▸ **WORK TO BE COMPLETED**: Tell me how many lines in the data below hold the string "second", and say nothing else.
** RECORDS SHOWN follows **
#[cfg(test)]
#[allow(clippy::unwrap_used)]
mod tests {
    use googletest::prelude::*;
    use rstest::rstest;
    use serde_json::json;

    use super::*;
    use crate::input::{
        LangFormat,
        LoadError,
    };
    use crate::test_utils::{
        create_source,
        create_store,
    };

    #[rstest]
    #[case("")]
    #[case("en")]
    #[case("en-US")]
    #[case("klingon")]
    fn initialize_rejects_unsupported_fallback(#[case] fallback: &str) {
        let mut store = TranslationStore::default();

        let result =
            store.initialize(fallback, vec![create_source(json!({"identifier": "en_US"}))]);

        assert_eq!(result, Err(LocaleError::InvalidLocaleIdentifier(fallback.to_string())));
    }

    #[rstest]
    fn initialize_fails_without_fallback_file() {
        let mut store = TranslationStore::default();

        let result = store.initialize(
            "en_US",
            vec![create_source(json!({"identifier": "de_DE", "greeting": "Hallo"}))],
        );

        assert!(matches!(result, Err(LocaleError::Config(message)) if message.contains("en_US")));
    }

    #[rstest]
    fn initialize_fails_when_fallback_file_is_unparseable() {
        let mut store = TranslationStore::default();
        let broken = LangSource::new(
            "lang/en_US.yml",
            Err(LoadError::UnsupportedFormat("yml".to_string())),
        );

        let result = store.initialize(
            "en_US",
            vec![broken, create_source(json!({"identifier": "de_DE", "greeting": "Hallo"}))],
        );

        assert!(matches!(result, Err(LocaleError::Config(_))));
        assert_eq!(store.locales(), vec![LocaleIdentifier::parse("de_DE").unwrap()]);
    }

    #[rstest]
    fn initialize_aborts_on_missing_identifier() {
        let mut store = TranslationStore::default();

        let result = store.initialize(
            "en_US",
            vec![
                create_source(json!({"identifier": "de_DE", "greeting": "Hallo"})),
                create_source(json!({"greeting": "Hello"})),
                create_source(json!({"identifier": "en_US", "greeting": "Hello"})),
            ],
        );

        assert!(matches!(
            result,
            Err(LocaleError::Config(message)) if message.contains("identifier key does not exist")
        ));
        // Not transactional: de_DE was merged before the bad file.
        assert_eq!(store.locales(), vec![LocaleIdentifier::parse("de_DE").unwrap()]);
    }

    #[rstest]
    fn initialize_aborts_on_empty_lang_file() {
        let mut store = TranslationStore::default();
        let empty = LangSource::new("lang/empty.yml", LangFormat::Yaml.parse(""));

        let result = store.initialize(
            "en_US",
            vec![create_source(json!({"identifier": "en_US", "hi": "Hi"})), empty],
        );

        assert!(matches!(
            result,
            Err(LocaleError::Config(message))
                if message == "identifier key does not exist in lang/empty.yml."
        ));
    }

    #[rstest]
    fn initialize_rejects_non_scalar_identifier() {
        let mut store = TranslationStore::default();

        let result = store.initialize(
            "en_US",
            vec![create_source(json!({"identifier": ["en_US"], "greeting": "Hello"}))],
        );

        assert!(matches!(result, Err(LocaleError::Config(_))));
    }

    #[googletest::test]
    fn initialize_skips_unsupported_locales() {
        let store = create_store(
            "en_US",
            vec![
                json!({"identifier": "en_US", "greeting": "Hello"}),
                json!({"identifier": "tlh_QO", "greeting": "nuqneH"}),
            ],
        );

        expect_that!(store.locales(), elements_are![eq(&LocaleIdentifier::DEFAULT)]);
        expect_that!(store.lookup("tlh_QO", "greeting"), none());
    }

    #[googletest::test]
    fn initialize_strips_identifier_key() {
        let store = create_store("en_US", vec![json!({"identifier": "en_US", "greeting": "Hi"})]);

        expect_that!(store.lookup("en_US", "identifier"), none());
        expect_that!(
            store.get_translation("en_US", "identifier", &Substitutions::new()),
            eq("identifier")
        );
    }

    #[googletest::test]
    fn initialize_merges_with_last_writer_winning() {
        let store = create_store(
            "en_US",
            vec![
                json!({"identifier": "en_US", "greeting": "hi"}),
                json!({"identifier": "en_US", "greeting": "hello", "farewell": "bye"}),
            ],
        );

        let messages = store.messages(LocaleIdentifier::DEFAULT).unwrap();
        let flattened = translation::flatten(messages, ".");
        expect_that!(flattened.len(), eq(2));
        expect_that!(flattened.get("greeting"), some(eq(&"hello")));
        expect_that!(flattened.get("farewell"), some(eq(&"bye")));
    }

    #[googletest::test]
    fn reinitialize_replaces_previous_state() {
        let mut store = create_store(
            "en_US",
            vec![
                json!({"identifier": "en_US", "greeting": "Hello"}),
                json!({"identifier": "fr_FR", "greeting": "Bonjour"}),
            ],
        );

        let sources = vec![create_source(json!({"identifier": "de_DE", "greeting": "Hallo"}))];
        store.initialize("de_DE", sources).unwrap();

        expect_that!(store.fallback().code(), eq("de_DE"));
        expect_that!(
            store.locales(),
            elements_are![eq(&LocaleIdentifier::parse("de_DE").unwrap())]
        );
        expect_that!(
            store.get_translation("fr_FR", "greeting", &Substitutions::new()),
            eq("Hallo")
        );
    }

    #[rstest]
    #[case("de_DE", "greeting", "Hallo")]
    #[case("de_DE", "farewell", "Bye")]
    #[case("fr_FR", "greeting", "Hello")]
    #[case("xx_XX", "greeting", "Hello")]
    #[case("de_DE", "unknown.message", "unknown.message")]
    #[case("en_US", "commands.help", "Shows help")]
    #[case("de_DE", "commands.help", "Zeigt Hilfe")]
    #[case("de_DE", "commands", "commands")]
    fn get_translation_resolution_order(
        #[case] locale: &str,
        #[case] message_id: &str,
        #[case] expected: &str,
    ) {
        let store = create_store(
            "en_US",
            vec![
                json!({
                    "identifier": "en_US",
                    "greeting": "Hello",
                    "farewell": "Bye",
                    "commands": { "help": "Shows help" }
                }),
                json!({
                    "identifier": "de_DE",
                    "greeting": "Hallo",
                    "commands": { "help": "Zeigt Hilfe" }
                }),
            ],
        );

        assert_eq!(store.get_translation(locale, message_id, &Substitutions::new()), expected);
    }

    #[googletest::test]
    fn get_translation_falls_back_and_substitutes() {
        let en_us = json!({"identifier": "en_US", "welcome": "Hello, {name}!"});
        let store = create_store("en_US", vec![en_us]);

        let result =
            store.get_translation("fr_FR", "welcome", &Substitutions::from([("{name}", "Sam")]));

        expect_that!(result, eq("Hello, Sam!"));
    }

    #[googletest::test]
    fn get_translation_colorizes_before_substituting() {
        let store = create_store(
            "en_US",
            vec![json!({"identifier": "en_US", "joined": "&a{player} &7joined"})],
        );

        let result = store.get_translation(
            "en_US",
            "joined",
            &Substitutions::from([("{player}", "Tom&Jerry&c")]),
        );

        expect_that!(result, eq("§aTom&Jerry&c §7joined"));
    }

    #[googletest::test]
    fn get_translation_colorizes_echoed_keys() {
        let store = create_store("en_US", vec![json!({"identifier": "en_US"})]);

        expect_that!(
            store.get_translation("en_US", "&cmissing", &Substitutions::new()),
            eq("§cmissing")
        );
    }

    #[googletest::test]
    fn get_translation_is_idempotent() {
        let store =
            create_store("en_US", vec![json!({"identifier": "en_US", "greeting": "&eHi"})]);

        let first = store.get_translation("en_US", "greeting", &Substitutions::new());
        let second = store.get_translation("en_US", "greeting", &Substitutions::new());

        expect_that!(first, eq(&second));
    }

    #[googletest::test]
    fn custom_separator_and_prefix() {
        let mut store = TranslationStore::new("/", '%');
        let sources =
            vec![create_source(json!({"identifier": "en_US", "menu": { "title": "%6Menu &6" }}))];
        store.initialize("en_US", sources).unwrap();
        let none = Substitutions::new();

        expect_that!(store.key_separator(), eq("/"));
        expect_that!(store.get_translation("en_US", "menu/title", &none), eq("§6Menu &6"));
        expect_that!(store.get_translation("en_US", "menu.title", &none), eq("menu.title"));
    }

    #[googletest::test]
    fn missing_messages_lists_fallback_only_keys() {
        let store = create_store(
            "en_US",
            vec![
                json!({"identifier": "en_US", "a": "A", "group": { "b": "B", "c": "C" }}),
                json!({"identifier": "de_DE", "a": "A", "group": { "b": "B" }}),
            ],
        );

        let de_de = LocaleIdentifier::parse("de_DE").unwrap();
        expect_that!(store.missing_messages(de_de), elements_are![eq("group.c")]);
        expect_that!(store.missing_messages(LocaleIdentifier::DEFAULT), is_empty());
    }
}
** End of RECORDS SHOWN **
▸ **RESPONSE**: 2